East Hampton Village Board Adds To Pressure On Town To Resolve Airport Noise Problems

Sep 9, 2014 2:34 PM

The East Hampton Village Board officially asked East Hampton Town last week to stop accepting Federal Aviation Association grants by the end of this year, joining many neighboring municipalities in asking the town to take the step as a way to address noise problems at East Hampton Airport.

The village’s resolution, approved on Thursday, September 4, also stated that the town should “adopt a comprehensive aircraft limitation policy applying to helicopters, jets, seaplanes ... including evening and weekend curfews and all other reasonable airport access restrictions ... immediately after December 31.”

As of now, the airport is partially funded by grant money from the FAA. Because the airport is not completely self-sufficient, the town must receive approval from the FAA in order to implement a mandatory curfew or quota flights, the town’s attorney, Peter Kirsch, said in an interview on Thursday morning.

However, the conditions on four of the grants are due to expire at the end of this year, according to Mr. Kirsch, which would allow the town to begin to further regulate when the airport is used and how frequently aircraft can land and take off.

The Village Board’s resolution follows similar ones in Southampton Town, Shelter Island, Southold, North Haven and other municipalities, many of which were read aloud at a meeting at the LTV Studios in Wainscott at the end of August.
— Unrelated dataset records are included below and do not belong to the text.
//! mitm-proxy library crate.
//!
//! `main.rs` is a thin wrapper around [`run`]; splitting the binary this
//! way (mirroring the lib/bin split used by this ecosystem's own crates,
//! e.g. `rama-utils`) lets `tests/` exercise the proxy engine, decision
//! store, and policy/parser modules directly instead of only through a
//! spawned subprocess.

use std::sync::Arc;

pub mod api;
pub mod ca;
pub mod certcache;
pub mod config;
pub mod error;
pub mod httpmsg;
pub mod proxy;
pub mod store;
pub mod trace;

use ca::CertificateAuthority;
use certcache::CertCache;
use config::Args;
use error::ErrorWithExitCode;
use proxy::dispatcher::Dispatcher;
use store::memory_store::MemoryStore;
use store::redis_store::RedisStore;
use store::DecisionStore;
use tokio_util::sync::CancellationToken;
use tracing::info;

/// Run the proxy and its control-plane API until `ctrl_c` or `shutdown`
/// fires, whichever comes first. `main.rs` drives this with a
/// `ctrl_c`-backed token; tests drive it with one they cancel directly.
pub async fn run(args: Args, shutdown: CancellationToken) -> Result<(), anyhow::Error> {
    // the MITM use case is the one legitimate reason to run without
    // upstream certificate verification; ring is the process-default
    // crypto provider for both the client-facing and upstream-facing
    // TLS stacks.
    let _ = rustls::crypto::ring::default_provider().install_default();

    let (ca_cert_path, ca_key_path) = ca::default_ca_paths(&args.ca_cert, &args.ca_key);
    let authority = CertificateAuthority::load_or_generate(&ca_cert_path, &ca_key_path)
        .map_err(|e| ErrorWithExitCode::new(1, anyhow::anyhow!(e)))?;
    let cert_cache = Arc::new(
        CertCache::new(&args.cert_cache_dir, Arc::new(authority))
            .map_err(|e| ErrorWithExitCode::new(1, anyhow::anyhow!(e)))?,
    );

    let store: Arc<dyn DecisionStore> = if args.memory_store {
        info!("using in-memory decision store");
        Arc::new(MemoryStore::new())
    } else {
        info!(redis_url = %args.redis_url, "connecting to redis decision store");
        Arc::new(
            RedisStore::connect(&args.redis_url)
                .await
                .map_err(|e| ErrorWithExitCode::new(1, anyhow::anyhow!(e)))?,
        )
    };

    let client = proxy::upstream::build_client(args.upstream_timeout(), args.verify_upstream_tls)
        .map_err(|e| ErrorWithExitCode::new(1, anyhow::anyhow!(e)))?;

    let dispatcher = Dispatcher::bind(
        &args.proxy_bind,
        cert_cache.clone(),
        store.clone(),
        client,
        args.poll_interval(),
        args.decision_timeout(),
        args.read_buffer_size,
        args.max_response_body_bytes,
    )
    .await
    .map_err(|e| ErrorWithExitCode::new(1, anyhow::anyhow!(e)))?;

    let proxy_addr = dispatcher
        .local_addr()
        .map_err(|e| ErrorWithExitCode::new(1, anyhow::anyhow!(e)))?;

    let api_state = api::ApiState { store: store.clone() };
    let api_router = api::router(api_state);
    let api_listener = tokio::net::TcpListener::bind(&args.api_bind)
        .await
        .map_err(|e| ErrorWithExitCode::new(1, anyhow::anyhow!(e)))?;
    let api_addr = api_listener
        .local_addr()
        .map_err(|e| ErrorWithExitCode::new(1, anyhow::anyhow!(e)))?;

    info!(%proxy_addr, %api_addr, "mitm-proxy ready");

    let dispatcher_shutdown = shutdown.clone();
    let dispatcher_task = tokio::spawn(dispatcher.run(dispatcher_shutdown));

    let api_shutdown = shutdown.clone();
    let api_task = tokio::spawn(async move {
        axum::serve(api_listener, api_router)
            .with_graceful_shutdown(async move { api_shutdown.cancelled().await })
            .await
    });

    shutdown.cancelled().await;
    info!("shutdown requested");

    let _ = dispatcher_task.await;
    let _ = api_task.await;

    cert_cache.purge().ok();
    store.flush_all().await.ok();

    info!("shutdown complete");
    Ok(())
}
“In recent days, the Town Board had a public hearing as it relates to the airport issue,” said East Hampton Village Mayor Paul F. Rickenbach Jr. during Thursday’s meeting. “At that particular time and place, we didn’t want to issue a statement but rather listen to what others had to say. This is a culmination of listening to what others had to say, and we feel like it’s the right thing to do at this time,” the mayor said of the resolution.

Additionally, the resolution requests that the town give the village 60 days notice of any future change in airport policy that may adversely affect village residents.

Mass Gathering Permits

The Village Board also discussed changing the rules for mass gathering permits, which need to be reexamined in light of problems with the Ride to Montauk bike race this past June, said Village Administrator Rebecca Molinaro.

Currently, the code requires a group of 50 or more people to get a mass-gathering permit regardless of where they plan to gather. The proposal would require a separate application if the group plans to assemble anywhere on village property. It would also require those applying for a permit to put down a $250 security deposit and show proof of liability insurance.

“Based on the application, it would be at the discretion of my office if an event warrants public works and police presence. The applicant would be responsible for the additional cost,” said Ms. Molinaro.

The village found itself supplying police officers to monitor the Ride to Montauk, a bike race that ran through the village and town of East Hampton and ended in Montauk. Bicycle Shows U.S., the company organizing the event, did not have a permit for the race, which was expected to draw nearly 3,000 people. The town took the company to court asking for a temporary restraining order to block the event, but eventually withdrew the request. The race went on, but only 1,500 people were permitted to participate.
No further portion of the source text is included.